Exercise => Report all lines from the entries below in which "loaded" appears.

* * * * * * *

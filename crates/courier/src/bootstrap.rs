//! Turning a loaded [`CourierConfig`] into runtime pieces.

use std::time::Duration;

use courier_config::{ConfigError, ConfigLoader, CourierConfig, LogFormat};
use courier_server::{Server, ServerConfig};
use courier_telemetry::{LogConfig, MetricsConfig, TelemetryConfig, TelemetryError};
use thiserror::Error;

/// Failure while starting up from configuration.
#[derive(Debug, Error)]
pub enum BootstrapError {
    /// Configuration could not be loaded or is invalid.
    #[error(transparent)]
    Config(#[from] ConfigError),

    /// Logging or metrics could not be installed.
    #[error(transparent)]
    Telemetry(#[from] TelemetryError),
}

/// The server settings of `config`.
pub fn server_config(config: &CourierConfig) -> ServerConfig {
    let server = &config.server;
    ServerConfig::builder()
        .bind_addr(server.bind_addr.as_str())
        .path(server.path.as_str())
        .shutdown_timeout(Duration::from_secs(server.shutdown_timeout_secs))
        .max_message_size(server.max_message_size)
        .build()
}

/// The telemetry settings of `config`.
pub fn telemetry_config(config: &CourierConfig) -> TelemetryConfig {
    let telemetry = &config.telemetry;
    let logging = &telemetry.logging;
    let pretty = logging.format == LogFormat::Pretty;

    TelemetryConfig::new(telemetry.service_name.as_str())
        .with_logging(LogConfig {
            enabled: logging.enabled,
            level: logging.level.clone(),
            json_format: !pretty,
            span_events: pretty,
            file_line_info: logging.include_location,
            include_target: true,
            service_name: telemetry.service_name.clone(),
        })
        .with_metrics(MetricsConfig {
            enabled: telemetry.metrics.enabled,
            addr: telemetry.metrics.addr.clone(),
        })
}

/// Installs telemetry for `config` and returns a server configured by it.
///
/// # Errors
///
/// Returns `BootstrapError::Telemetry` if logging or the metrics exporter
/// cannot be installed.
pub fn bootstrap(config: &CourierConfig) -> Result<Server, BootstrapError> {
    courier_telemetry::init_telemetry(&telemetry_config(config))?;
    Ok(Server::new(server_config(config)))
}

/// Loads `courier.toml` (if present), `.env` and `COURIER__*` overrides,
/// then [`bootstrap`]s.
///
/// # Errors
///
/// Returns `BootstrapError` if loading, validation or telemetry setup fails.
pub fn bootstrap_from_env() -> Result<(CourierConfig, Server), BootstrapError> {
    let config = ConfigLoader::new()
        .with_optional_file("courier.toml")?
        .with_dotenv()?
        .with_default_env()
        .load()?;
    let server = bootstrap(&config)?;
    Ok((config, server))
}
//! Reserved protocol events.
//!
//! These events are understood by every server regardless of the channels
//! it hosts: the authentication handshake, user presence and rooms, plus
//! the `errors` channel used to report recoverable failures.
//!
//! | Event | Direction | Body |
//! |-------|-----------|------|
//! | `edd:auth:challenge` | server → client | `{methods}` |
//! | `edd:auth:basic` | client → server | `{username, password}` |
//! | `edd:auth:pass` | server → client | `{id}` |
//! | `edd:user:join` / `edd:user:left` | server → client | `{id}` |
//! | `edd:room:create_request` | client → server | `{room, public}` |
//! | `edd:room:join_request` / `edd:room:left_request` | client → server | `{room}` |
//! | `edd:room:create` | server → client | `{room}` |
//! | `edd:room:join` / `edd:room:left` | server → client | `{id, room}` |

use serde::{Deserialize, Serialize};

use crate::envelope::Envelope;
use crate::error::{CoreError, CoreResult};
use crate::event::Event;

/// Channel carrying recoverable error reports.
pub const ERROR_CHANNEL: &str = "errors";

/// Event name used on [`ERROR_CHANNEL`].
pub const ERROR_EVENT: &str = "error";

/// Prefix shared by all room events.
pub const ROOM_EVENT_PREFIX: &str = "edd:room:";

/// Sent on each auth-gated channel when a connection is accepted.
#[derive(Debug, Clone, PartialEq, Eq, Default, Serialize, Deserialize)]
pub struct AuthChallenge {
    /// Supported methods, named by their event alias.
    pub methods: Vec<String>,
}

impl Event for AuthChallenge {
    const NAME: &'static str = "edd:auth:challenge";
}

/// Username/password credentials answering a challenge.
#[derive(Clone, PartialEq, Eq, Default, Serialize, Deserialize)]
pub struct BasicAuth {
    /// User name.
    pub username: String,
    /// Password.
    pub password: String,
}

impl std::fmt::Debug for BasicAuth {
    fn fmt(&self, f: &mut std::fmt::Formatter<'_>) -> std::fmt::Result {
        f.debug_struct("BasicAuth")
            .field("username", &self.username)
            .field("password", &"<redacted>")
            .finish()
    }
}

impl Event for BasicAuth {
    const NAME: &'static str = "edd:auth:basic";
}

/// Confirms a passed challenge with the authenticated user id.
#[derive(Debug, Clone, PartialEq, Eq, Default, Serialize, Deserialize)]
pub struct AuthPass {
    /// Authenticated user id.
    pub id: String,
}

impl Event for AuthPass {
    const NAME: &'static str = "edd:auth:pass";
}

/// A user became present on the channel.
#[derive(Debug, Clone, PartialEq, Eq, Default, Serialize, Deserialize)]
pub struct UserJoin {
    /// User identity.
    pub id: String,
}

impl Event for UserJoin {
    const NAME: &'static str = "edd:user:join";
}

/// A user is no longer present on the channel.
#[derive(Debug, Clone, PartialEq, Eq, Default, Serialize, Deserialize)]
pub struct UserLeft {
    /// User identity.
    pub id: String,
}

impl Event for UserLeft {
    const NAME: &'static str = "edd:user:left";
}

/// Client asks to create a room.
#[derive(Debug, Clone, PartialEq, Eq, Default, Serialize, Deserialize)]
pub struct RoomCreateRequest {
    /// Room id.
    pub room: String,
    /// Whether the room is announced to everyone.
    #[serde(default)]
    pub public: bool,
}

impl Event for RoomCreateRequest {
    const NAME: &'static str = "edd:room:create_request";
}

/// Client asks to join a room.
#[derive(Debug, Clone, PartialEq, Eq, Default, Serialize, Deserialize)]
pub struct RoomJoinRequest {
    /// Room id.
    pub room: String,
}

impl Event for RoomJoinRequest {
    const NAME: &'static str = "edd:room:join_request";
}

/// Client asks to leave a room.
#[derive(Debug, Clone, PartialEq, Eq, Default, Serialize, Deserialize)]
pub struct RoomLeftRequest {
    /// Room id.
    pub room: String,
}

impl Event for RoomLeftRequest {
    const NAME: &'static str = "edd:room:left_request";
}

/// A room exists.
#[derive(Debug, Clone, PartialEq, Eq, Default, Serialize, Deserialize)]
pub struct RoomCreate {
    /// Room id.
    pub room: String,
}

impl Event for RoomCreate {
    const NAME: &'static str = "edd:room:create";
}

/// A member is in a room.
#[derive(Debug, Clone, PartialEq, Eq, Default, Serialize, Deserialize)]
pub struct RoomJoin {
    /// Member identity.
    pub id: String,
    /// Room id.
    pub room: String,
}

impl Event for RoomJoin {
    const NAME: &'static str = "edd:room:join";
}

/// A member left a room.
#[derive(Debug, Clone, PartialEq, Eq, Default, Serialize, Deserialize)]
pub struct RoomLeft {
    /// Member identity.
    pub id: String,
    /// Room id.
    pub room: String,
}

impl Event for RoomLeft {
    const NAME: &'static str = "edd:room:left";
}

/// The room requests a client may send.
#[derive(Debug, Clone, PartialEq, Eq)]
pub enum RoomRequest {
    /// Create a room and join it.
    Create(RoomCreateRequest),
    /// Join an existing room.
    Join(RoomJoinRequest),
    /// Leave a room.
    Left(RoomLeftRequest),
}

impl RoomRequest {
    /// Whether an event name belongs to the room protocol.
    pub fn is_room_event(name: &str) -> bool {
        name.starts_with(ROOM_EVENT_PREFIX)
    }

    /// Decode a room request from an envelope.
    pub fn decode(envelope: Envelope) -> CoreResult<Self> {
        match envelope.name.as_str() {
            name if name == RoomCreateRequest::ALIAS => envelope.into_event().map(Self::Create),
            name if name == RoomJoinRequest::ALIAS => envelope.into_event().map(Self::Join),
            name if name == RoomLeftRequest::ALIAS => envelope.into_event().map(Self::Left),
            _ => Err(CoreError::UnknownRoomEvent(envelope.name)),
        }
    }

    /// The room the request targets.
    pub fn room(&self) -> &str {
        match self {
            Self::Create(req) => &req.room,
            Self::Join(req) => &req.room,
            Self::Left(req) => &req.room,
        }
    }
}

* * * * * * *

Expected answer =>
//! Turning a loaded [`CourierConfig`] into runtime pieces.
    /// Configuration could not be loaded or is invalid.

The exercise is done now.